Indian surgeon (1929–2015)

Dr. Hariharan Srinivasan (7 September 1929 - 21 December 2015) was an Indian orthopedic surgeon who worked primarily with leprosy. He wrote under the pen name Charvakan in Tamil. He retired in 2008.

== Personal life ==
Dr. Srinivasan spent most of his working life in correcting the deformed hands and feet of leprosy-affected persons. During his active period, he was highly regarded for his academic and research work in the management and prevention of deformities and disabilities in persons with insensitive and paralysed hands and feet in general and the leprosy-affected in particular. He retired from active work in 2008.

Dr.Srinivasan attended elementary and middle school at Vellore, and high school in the District Board High School in Arni. He studied at Madras Christian College in Tambaram, later joining the Madras Medical College and receiving his MBBS degree in 1952. He got his FRCS (Edinburgh) in 1957 and FRCS (England) in 1958. He was in UK from 1954 to 1958 and worked in Hospitals in Birmingham, North Wales and London in different capacities such as House Surgeon, Senior House Surgeon, Registrar and Locum Consultant.

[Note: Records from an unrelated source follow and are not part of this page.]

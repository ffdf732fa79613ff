use crate::geometry::PageGeometry;
use crate::item::LabelItem;
use crate::metrics::TextMetrics;
use crate::rect::Rect;
use crate::units::*;
use crate::LabelError;

use super::text::{estimate_height, fit_font_size};

/// Where one label ends up on the sheet. Coordinates are in millimetres from the
/// top-left corner of the page.
#[derive(Debug, Clone, PartialEq)]
pub struct Placement {
    pub item_id: String,
    pub page_index: usize,
    pub x: Mm,
    pub y: Mm,
    pub width: Mm,
    pub height: Mm,
    /// Largest font size within the geometry's range at which the label fits on one line
    pub resolved_font_size: Pt,
}

impl Placement {
    pub fn rect(&self) -> Rect {
        Rect::from_origin_size(self.x, self.y, self.width, self.height)
    }
}

/// Position of the next container, threaded through a single layout pass
#[derive(Debug)]
struct LayoutCursor {
    current_x: Mm,
    current_y: Mm,
    current_row_max_height: Mm,
    current_page_index: usize,
    column: usize,
    placed_on_page: usize,
}

impl LayoutCursor {
    fn new(geometry: &PageGeometry) -> LayoutCursor {
        LayoutCursor {
            current_x: geometry.margin,
            current_y: geometry.top_start,
            current_row_max_height: Mm(0.0),
            current_page_index: 0,
            column: 0,
            placed_on_page: 0,
        }
    }

    fn close_row(&mut self, geometry: &PageGeometry) {
        self.current_y += self.current_row_max_height + geometry.vertical_spacing;
        self.current_x = geometry.margin;
        self.current_row_max_height = Mm(0.0);
        self.column = 0;
    }

    fn next_page(&mut self, geometry: &PageGeometry) {
        self.current_page_index += 1;
        self.current_y = geometry.top_start;
        self.current_x = geometry.margin;
        self.current_row_max_height = Mm(0.0);
        self.column = 0;
        self.placed_on_page = 0;
    }

    fn advance(&mut self, geometry: &PageGeometry, column_width: Mm, height: Mm) {
        self.column += 1;
        self.placed_on_page += 1;
        // computed from the column index so that rounding never accumulates across a row
        self.current_x = geometry.margin + column_width * self.column as f32;
        self.current_row_max_height = self.current_row_max_height.max(height);
    }
}

/// Shelf-packs `items` into a fixed-column grid, strictly in input order.
///
/// Rows are as tall as their tallest container; a row closes once it holds
/// `geometry.columns` containers. A container that would cross the bottom margin
/// moves to a fresh page. Earlier rows are never repacked.
///
/// Container heights are estimated at the nominal font size even when the label
/// is later drawn smaller, so the estimate is an upper bound.
pub fn layout(
    items: &[LabelItem],
    geometry: &PageGeometry,
    metrics: &dyn TextMetrics,
) -> Result<Vec<Placement>, LabelError> {
    if items.is_empty() {
        return Err(LabelError::EmptyInput);
    }
    geometry.validate()?;

    let column_width = geometry.column_width();
    let bottom_edge = geometry.bottom_edge();
    let usable_height = bottom_edge - geometry.top_start;

    let mut cursor = LayoutCursor::new(geometry);
    let mut placements: Vec<Placement> = Vec::with_capacity(items.len());

    for item in items {
        let height = estimate_height(
            metrics,
            &item.text,
            column_width,
            geometry.nominal_font_size,
            geometry,
        )?;
        let resolved_font_size = fit_font_size(
            metrics,
            &item.text,
            geometry.text_width(),
            geometry.nominal_font_size,
            geometry.min_font_size,
            geometry.font_size_step,
        )?;

        if cursor.column >= geometry.columns {
            log::trace!(
                "row on page {} closed at height {}",
                cursor.current_page_index,
                cursor.current_row_max_height
            );
            cursor.close_row(geometry);
        }

        // a container taller than the whole page can't fit anywhere; it goes on the
        // current page if that page is still empty rather than leaving a blank page
        if cursor.current_y + height > bottom_edge && cursor.placed_on_page > 0 {
            log::debug!(
                "label {:?} starts page {}",
                item.id,
                cursor.current_page_index + 1
            );
            cursor.next_page(geometry);
        }
        if height > usable_height {
            log::warn!(
                "label {:?} needs {height} but pages only have {usable_height}; it will overflow",
                item.id
            );
        }

        placements.push(Placement {
            item_id: item.id.clone(),
            page_index: cursor.current_page_index,
            x: cursor.current_x,
            y: cursor.current_y,
            width: column_width,
            height,
            resolved_font_size,
        });

        cursor.advance(geometry, column_width, height);
    }

    log::debug!(
        "laid out {} labels on {} page(s)",
        placements.len(),
        cursor.current_page_index + 1
    );
    Ok(placements)
}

Dr.Srinivasan was interested in Tamil literature from an early age. His grandfather Krishna Iyer and uncle, Krishna Sivarman were Tamil scholars. Srinivasan himself is a writer in Tamil Stories and one of which was selected as "best short story of the year" by a Tamil Literary Forum in 1971. His short stories are collected and published as Charvakan kathaigal.

== Career ==
Srinivasan worked in Vellore in 1953, and travelled to England in 1954. From 1954 to 1958 he worked in Hospitals in Birmingham, North Wales and London. He was later married in London in 1957. In 1959, he returned to India and joined Kasturba Medical College, Mangalore, and worked in Government Wenlock Hospital, Mangalore, Karnataka. His work with leprosy began there. In 1962, he became a full-time orthopaedic surgeon in Central Leprosy Teaching and Research Institute(CLTRI) in Chengalpattu, formerly Chingleput. After retiring from the Central Leprosy Teaching and Research Institute, He worked as a research consultant at the Portland Hand Surgery & Rehabilitation Centre in Portland, Oregon United States from 1984 to 1986, focusing on carpal tunnel syndrome. He became a member of the WHO Expert Advisory Panel for leprosy in 1985

He joined Central JALMA Institute for Leprosy in Agra, India from 1987 to 1990. During that time, he conducted a number of surgical workshops sponsored by the World Health Organization for medical colleges in India, training approximately 100 surgeons. Srinivasan became editor of the Indian Journal of Leprosy in 1990 to 2001, and joined a panel for leprosy in the World Health Organization in 1985. He has published approximately 90 papers in medical journals, authored three books, and contributed chapters in ten textbooks on Leprosy, dermatology and surgery.

==Awards and honours==
Dr.Srinivasan has received various awards, including the
- Padma Shri in 1984
- "JALMA Trust Fund Oration Award" in 1979 from the Indian council of medical research
- "International Gandhi Award" in 2004.
- He was conferred a "Doctor of Science (Honoris Causa)" by the Medical University of Tamil Nadu in 2004.
- The International Federation of Societies for Surgery of the Hand awarded him "Pioneer of Hand Surgery" in 2007.